Another honorary chair is a Johnson County lawyer named Judith Deedy. Deedy has been in the news lately because she is the executive director of a group called Game On for Kansas SchoolsGame On portrays itself as "a nonpartisan grassroots effort."  However, an inadvertent email exposes that claim as a lie. That email demonstrated that Game On is taking direction from the Davis gubernatorial campaign. Deedy is also a member of the Mainstream Coalition. Despite its name, the Mainstream Coalition is far from mainstream. I wrote a report on the group 15 years ago, which you can read here.

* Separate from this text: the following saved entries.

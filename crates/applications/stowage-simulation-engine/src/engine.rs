//! Period engine: advances one run by one discrete time step
//!
//! Each period, in order:
//! 1. Draw departure demand D, then arrival demand A, from the run's stream
//! 2. Make D removal attempts through the departure policy (ascending id, FIFO)
//! 3. Make A storage attempts, each into the lowest-id area with free capacity
//! 4. Report occupancy per area
//!
//! Saturation (arrivals dropped) and starvation (departures with nothing to
//! remove) are ordinary outcomes, reported as counts rather than errors.

use tracing::trace;

use stowage_core::{AreaId, Item, PeriodSnapshot, Result};

use crate::area::StorageArea;
use crate::config::{SimulationConfig, validate_capacities};
use crate::demand::DemandModel;
use crate::policies::DeparturePolicy;
use crate::rng::SimRng;
use crate::types::{AreaFlow, Demand, PeriodOutcome};

/// Immutable per-period rules shared by every run of a batch
pub struct PeriodEngine {
    capacities: Vec<usize>,
    arrivals: DemandModel,
    departures: DemandModel,
    policy: Box<dyn DeparturePolicy>,
}

impl PeriodEngine {
    /// Create an engine, failing fast on an invalid area layout
    pub fn new(
        capacities: Vec<usize>,
        arrivals: DemandModel,
        departures: DemandModel,
        policy: Box<dyn DeparturePolicy>,
    ) -> Result<Self> {
        validate_capacities(&capacities)?;

        Ok(PeriodEngine {
            capacities,
            arrivals,
            departures,
            policy,
        })
    }

    pub fn from_config(config: &SimulationConfig) -> Result<Self> {
        Self::new(
            config.capacities.clone(),
            DemandModel::from_config("arrival", &config.arrivals)?,
            DemandModel::from_config("departure", &config.departures)?,
            config.departure_policy.build()?,
        )
    }

    pub fn capacities(&self) -> &[usize] {
        &self.capacities
    }

    pub fn num_areas(&self) -> usize {
        self.capacities.len()
    }

    pub fn policy_name(&self) -> &str {
        self.policy.name()
    }

    /// Empty areas for the start of a run, ordered by id
    pub fn fresh_areas(&self) -> Vec<StorageArea> {
        self.capacities
            .iter()
            .enumerate()
            .map(|(index, &capacity)| StorageArea::new(AreaId::from_index(index), capacity))
            .collect()
    }

    /// Draw this period's demand: departures first, then arrivals
    pub fn draw_demand(&self, period: u64, rng: &mut SimRng) -> Demand {
        let departures = self.departures.sample(period, rng);
        let arrivals = self.arrivals.sample(period, rng);
        Demand::new(arrivals, departures)
    }

    /// Advance `areas` (as built by [`fresh_areas`](Self::fresh_areas)) by one period
    pub fn advance(
        &self,
        areas: &mut [StorageArea],
        period: u64,
        rng: &mut SimRng,
    ) -> PeriodOutcome {
        let demand = self.draw_demand(period, rng);
        self.apply(areas, period, demand, rng)
    }

    /// Apply already-drawn demand: departures, then arrivals, then the snapshot.
    ///
    /// Flows and the snapshot follow the slice order of `areas`, whatever their ids.
    pub fn apply(
        &self,
        areas: &mut [StorageArea],
        period: u64,
        demand: Demand,
        rng: &mut SimRng,
    ) -> PeriodOutcome {
        let before: Vec<usize> = areas.iter().map(StorageArea::occupancy).collect();
        let mut departed = Vec::new();

        let unfulfilled = self
            .policy
            .release(areas, demand.departures, rng, &mut departed);
        let mut flows: Vec<AreaFlow> = areas
            .iter()
            .zip(before)
            .map(|(area, held)| AreaFlow {
                stored: 0,
                removed: held - area.occupancy(),
            })
            .collect();

        let dropped = sequential_fill(areas, period, demand.arrivals, &mut flows);

        let snapshot = PeriodSnapshot::new(
            period,
            areas.iter().map(StorageArea::occupancy).collect(),
        );

        trace!(
            period,
            arrivals = demand.arrivals,
            departures = demand.departures,
            dropped,
            unfulfilled,
            occupancy = ?snapshot.occupancy,
            "period complete"
        );

        PeriodOutcome {
            snapshot,
            demand,
            flows,
            dropped,
            unfulfilled,
            departed,
        }
    }
}

/// Store `demand` new items, each into the lowest-id area with free capacity.
///
/// Returns the number of arrivals dropped because every area was full.
pub fn sequential_fill(
    areas: &mut [StorageArea],
    period: u64,
    demand: u32,
    flows: &mut [AreaFlow],
) -> u32 {
    // Areas only fill during this phase, so the scan resumes where it stopped
    let mut first_open = 0;

    for sequence in 0..demand {
        while first_open < areas.len() && areas[first_open].is_full() {
            first_open += 1;
        }
        if first_open == areas.len() {
            return demand - sequence;
        }

        if areas[first_open].store(Item::new(period, sequence)).is_ok() {
            flows[first_open].stored += 1;
        }
    }
    0
}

It doesn't take a brain surgeon to figure out the game plan here. Groups with innocuous-sounding names are preparing to form a coalition to defeat Brownback and Kobach this fall. These groups will all be closely aligned with the Davis and Schodorf campaigns, but will be portrayed as grass-roots efforts by those in the media who are ignorant and/or complicit. Sandy Praeger will assist these groups as a prominent Republican in the state to give the groups bipartisan cover. Note that Praeger is also part of an anti-Brownback group called Reroute the Roadmap. Two other Republican women, Rochelle Chronister and Sheila Frahm, also founded this group. Like Praeger, Chronister and Frahm, who lost to Brownback in the 1996 GOP primary election for the seat vacated by Bob Dole, are honorary chairs of Women for Kansas. Three Democrat women, Joan Wagnon, Laura Kelly, and Jill Docking, also founded Reroute the Roadmap. Docking, of course, is Paul Davis' running mate.